If you're equating "consciousness" with "subjective experience"

I'm not equating "consciousness" with "subjective experience"
but with "experience".

It should be clear from our past discussions that, in this context,
I equate the two

And to do so is to force experience into a category arising within
it.

This makes no sense to me.

"Subjective" and "objective" are /categories/ of the "contents of consciousness", the union of which is therefore /neutral/ in that respect.


and saying this is the same as "the all" or "the microcosm"

I'm not saying that "consciousness" or "experience" is "the same as
the all or the microcosm", but that we /conceive/ of a whole on
the same model as the parts/whole relationships that obtain
/within/ experience. Moreover, that any such conception is
nonsensical.

Then why would we conceive of it or worry about the possibility of
doing so?

To point out that any attempt to account for the fact of the
existence of "the contents of consciousness" is misguided.
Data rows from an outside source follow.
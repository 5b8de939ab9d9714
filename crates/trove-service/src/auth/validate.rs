//! Input validation for registration and asset fields.
//!
//! Validation failures are the one error class with specific user-facing
//! messages: the caller corrects the input and retries.

use trove_core::config::PasswordPolicyConfig;
use trove_core::constants::{FREE_TEXT_DENYLIST, MAX_EMAIL_LENGTH};

use crate::error::{ServiceError, ServiceResult};

/// ## Summary
/// Checks that `email` is syntactically plausible and, when a policy domain is
/// configured, that it belongs to that domain.
///
/// The syntactic check is deliberately structural (single `@`, non-empty
/// local part, dotted domain, no whitespace, control, or denylisted
/// characters); full RFC address grammar is not the goal here. The denylist
/// applies to the email like every other stored field, so addresses cannot
/// smuggle markup or shell metacharacters into the record.
///
/// ## Errors
/// Returns `ValidationError` describing the first failed check.
pub fn validate_email(email: &str, approved_domain: Option<&str>) -> ServiceResult<()> {
    if email.is_empty() {
        return Err(ServiceError::ValidationError(
            "Email address is required".to_string(),
        ));
    }
    if email.chars().count() > MAX_EMAIL_LENGTH {
        return Err(ServiceError::ValidationError(format!(
            "Email address must be at most {MAX_EMAIL_LENGTH} characters"
        )));
    }
    if email.chars().any(|c| c.is_whitespace() || c.is_control()) {
        return Err(ServiceError::ValidationError(
            "Email address must not contain whitespace".to_string(),
        ));
    }
    if email.chars().any(|c| FREE_TEXT_DENYLIST.contains(&c)) {
        return Err(ServiceError::ValidationError(
            "Email address contains characters that are not allowed".to_string(),
        ));
    }

    let mut parts = email.split('@');
    let (local, domain) = match (parts.next(), parts.next(), parts.next()) {
        (Some(local), Some(domain), None) => (local, domain),
        _ => {
            return Err(ServiceError::ValidationError(
                "Email address must contain exactly one '@'".to_string(),
            ));
        }
    };

    if local.is_empty() || domain.is_empty() || !domain.contains('.') {
        return Err(ServiceError::ValidationError(
            "Email address is not valid".to_string(),
        ));
    }

    if let Some(approved) = approved_domain
        && domain != approved
    {
        return Err(ServiceError::ValidationError(format!(
            "Email address must be under the {approved} domain"
        )));
    }

    Ok(())
}

/// ## Summary
/// Checks the password against the configured strength policy: minimum
/// length plus required character classes.
///
/// ## Errors
/// Returns `ValidationError` naming the first unmet requirement.
pub fn validate_password_strength(
    password: &str,
    policy: &PasswordPolicyConfig,
) -> ServiceResult<()> {
    if password.len() < policy.min_length {
        return Err(ServiceError::ValidationError(format!(
            "Password must be at least {} characters long",
            policy.min_length
        )));
    }
    if policy.require_uppercase && !password.chars().any(char::is_uppercase) {
        return Err(ServiceError::ValidationError(
            "Password must contain at least one uppercase letter".to_string(),
        ));
    }
    if policy.require_lowercase && !password.chars().any(char::is_lowercase) {
        return Err(ServiceError::ValidationError(
            "Password must contain at least one lowercase letter".to_string(),
        ));
    }
    if policy.require_digit && !password.chars().any(|c| c.is_ascii_digit()) {
        return Err(ServiceError::ValidationError(
            "Password must contain at least one digit".to_string(),
        ));
    }
    if policy.require_special && password.chars().all(char::is_alphanumeric) {
        return Err(ServiceError::ValidationError(
            "Password must contain at least one special character".to_string(),
        ));
    }

    Ok(())
}

/// ## Summary
/// Checks a free-text field: required non-empty, bounded length (counted in
/// characters, matching the storage column widths), and free of the
/// denylisted character set that downstream consumers must never see.
///
/// ## Errors
/// Returns `ValidationError` naming the field and the failed check.
pub fn validate_free_text(field: &str, value: &str, max_length: usize) -> ServiceResult<()> {
    if value.trim().is_empty() {
        return Err(ServiceError::ValidationError(format!(
            "{field} is required"
        )));
    }
    if value.chars().count() > max_length {
        return Err(ServiceError::ValidationError(format!(
            "{field} must be at most {max_length} characters"
        )));
    }
    if value.chars().any(|c| FREE_TEXT_DENYLIST.contains(&c)) {
        return Err(ServiceError::ValidationError(format!(
            "{field} contains characters that are not allowed"
        )));
    }

    Ok(())
}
Again, I don't see what you can possibly have in mind by the above
statement. How can it be "misguided" to speak of brains as the source
of our minds?

I haven't mentioned 'minds' but 'consciousness', and
to be more specific, what Block calls p-consciousness.


I have a suggestion. In his paper "On a confusion about the function
of consciousness" (1995), Ned Block distinguishes between what
he called "access consciousness" and "phenomenal consciousness".
Regardless of my conviction that this is too simplistic a
distinction, we could agree that you're interested in
a-consciousness and I'm interested in p-consciousness.

That may be. Certainly we seem to be interested in very different
things. The kind of "consciousness" that seems to intrigue you is the
mystery of the first person perspective in an apparently third person
world.

Your portrayal of my view is inaccurate. If the "first-person"
category of the "contents of consciousness" stands in contrast to
the "third-person" category, then the "contents of consciousness"
(being the union of those categories) is /neutral/ in that respect.
If these categories /don't/ stand in contrast to one another then what is their relationship?